Mahasiswa Optimalkan Kecerdasan Anak melalui Permainan berbasis Multiple Intelligence

  • Whatsapp

⚠ Artikel ini adalah artikel berita warganet. Konten ini menjadi tanggung jawab penulis dan tidak mewakili pandangan redaksi.

Banjarnegoro –

Empat  mahasiswa Pendidikan Agama Islam (PAI) didampingi oleh dosen Fakultas Agama Islam Universitas Muhammadiyah Magelang (Unimma) menggelar Program Pengabdian Masyarakat Terpadu (PPMT) periode ke-3. Dalam pelaksanaannya SD N Banjarnegoro 1 menjadi sasaran perhatian. Yaitu mengenai Penguatan dan Pendampingan Siswa SDN Banjarnegoro I dalam Menemukan Kecerdasan, Minat dan Bakat Melalui Multiple Intellegence.

Program pendampingan tersebut dilaksanakan oleh Subur M.S.I (Dosen) dan keempat mahasiswa yaitu Rizqia Nur Wulan Suci, Nuraeni Hafida, Mustagfiroh dan Novita Ika Puspitasari.

Bacaan Lainnya

Pendampingan ini dilakukan dengan berbagai kegiatan melalui: Sosialisasi tentang Multiplle Intellegence kepada wali murid siswa kelas 3 dan Implementasi Multiple Intellegence bagi siswa yang berupa outbond, game edukatif, dan memberi motivasi belajar bagi siswa.

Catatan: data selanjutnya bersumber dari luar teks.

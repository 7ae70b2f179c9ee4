use serde_json::json;

use crate::domain::menu_analysis::value_objects::SchemaVersion;

fn string_field() -> serde_json::Value {
    json!({ "type": "string" })
}

fn nutritional_info_schema() -> serde_json::Value {
    json!({
        "type": "object",
        "description": "Estimativa para uma porção de 100g",
        "properties": {
            "calories": string_field(),
            "carbohydrates": string_field(),
            "fats": string_field(),
            "protein": string_field(),
            "sodium": string_field()
        },
        "required": ["calories", "carbohydrates", "fats", "protein", "sodium"]
    })
}

fn suggestion_schema(version: SchemaVersion) -> serde_json::Value {
    let mut properties = json!({
        "dishName": string_field(),
        "description": string_field(),
        "price": string_field(),
        "reasonForRecommendation": string_field()
    });
    let mut required = vec![
        "dishName",
        "description",
        "price",
        "reasonForRecommendation",
    ];

    if version == SchemaVersion::Rich {
        properties["category"] = string_field();
        properties["nutritionalInfo"] = nutritional_info_schema();
        required.extend(["category", "nutritionalInfo"]);
    }

    json!({
        "type": "object",
        "properties": properties,
        "required": required
    })
}

/// Returns the JSON schema for menu analysis LLM responses
pub fn get_menu_analysis_schema(version: SchemaVersion) -> serde_json::Value {
    let suggestions = json!({
        "type": "array",
        "items": suggestion_schema(version)
    });

    match version {
        SchemaVersion::Basic => json!({
            "type": "object",
            "properties": { "suggestions": suggestions },
            "required": ["suggestions"]
        }),
        SchemaVersion::Rich => json!({
            "type": "object",
            "properties": {
                "qualityCheck": {
                    "type": "object",
                    "properties": {
                        "isLegible": { "type": "boolean" },
                        "feedback": string_field()
                    },
                    "required": ["isLegible", "feedback"]
                },
                "suggestions": suggestions
            },
            "required": ["qualityCheck", "suggestions"]
        }),
    }
}

#[cfg(test)]
mod tests {
    use super::*;

    #[test]
    fn test_rich_schema_requires_quality_check_and_nutrition() {
        let schema = get_menu_analysis_schema(SchemaVersion::Rich);

        assert_eq!(schema["required"], json!(["qualityCheck", "suggestions"]));
        let item = &schema["properties"]["suggestions"]["items"];
        let required = item["required"].as_array().unwrap();
        assert!(required.contains(&json!("category")));
        assert!(required.contains(&json!("nutritionalInfo")));
        assert_eq!(
            item["properties"]["nutritionalInfo"]["required"]
                .as_array()
                .unwrap()
                .len(),
            5
        );
    }

    #[test]
    fn test_basic_schema_omits_rich_fields() {
        let schema = get_menu_analysis_schema(SchemaVersion::Basic);

        assert!(schema["properties"].get("qualityCheck").is_none());
        let item = &schema["properties"]["suggestions"]["items"];
        assert!(item["properties"].get("category").is_none());
        assert!(item["properties"].get("nutritionalInfo").is_none());
        assert_eq!(item["required"].as_array().unwrap().len(), 4);
    }
}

Permainan multiple intelligence yaitu permainan tunjuk abjad dan melengkapi kalimat sebagai bentuk kecerdasan linguistik, permainan teka-teki sebagai bentuk kecerdasan matematis logis, permainan puzzle dan tebak gambar sebagai bentuk kecerdasan spasial visual, balap karung sebagai kecerdasan kinestetik, tebak lagu sebagai kecerdasan musik, mengekpresikan diri sebagai bentuk kecerdasan interpersonal, membuat karya dari plastisin sebagai bentuk kecerdasan intrapersonal, dan menebak bumbu dapur sebagai bentuk kecerdasan naturalis.

Irwanto S.Pd., MM.Pd mengatakan “pendampingan ini sangat penting bagi anak-anak untuk mengetahui kecerdasan, minat dan bakat masing-masing anak agar dapat digunakan untuk memudahkan orangtua dalam mendukung dan menyusaikan pendidikan anak sesuai minat dan bakatnya”.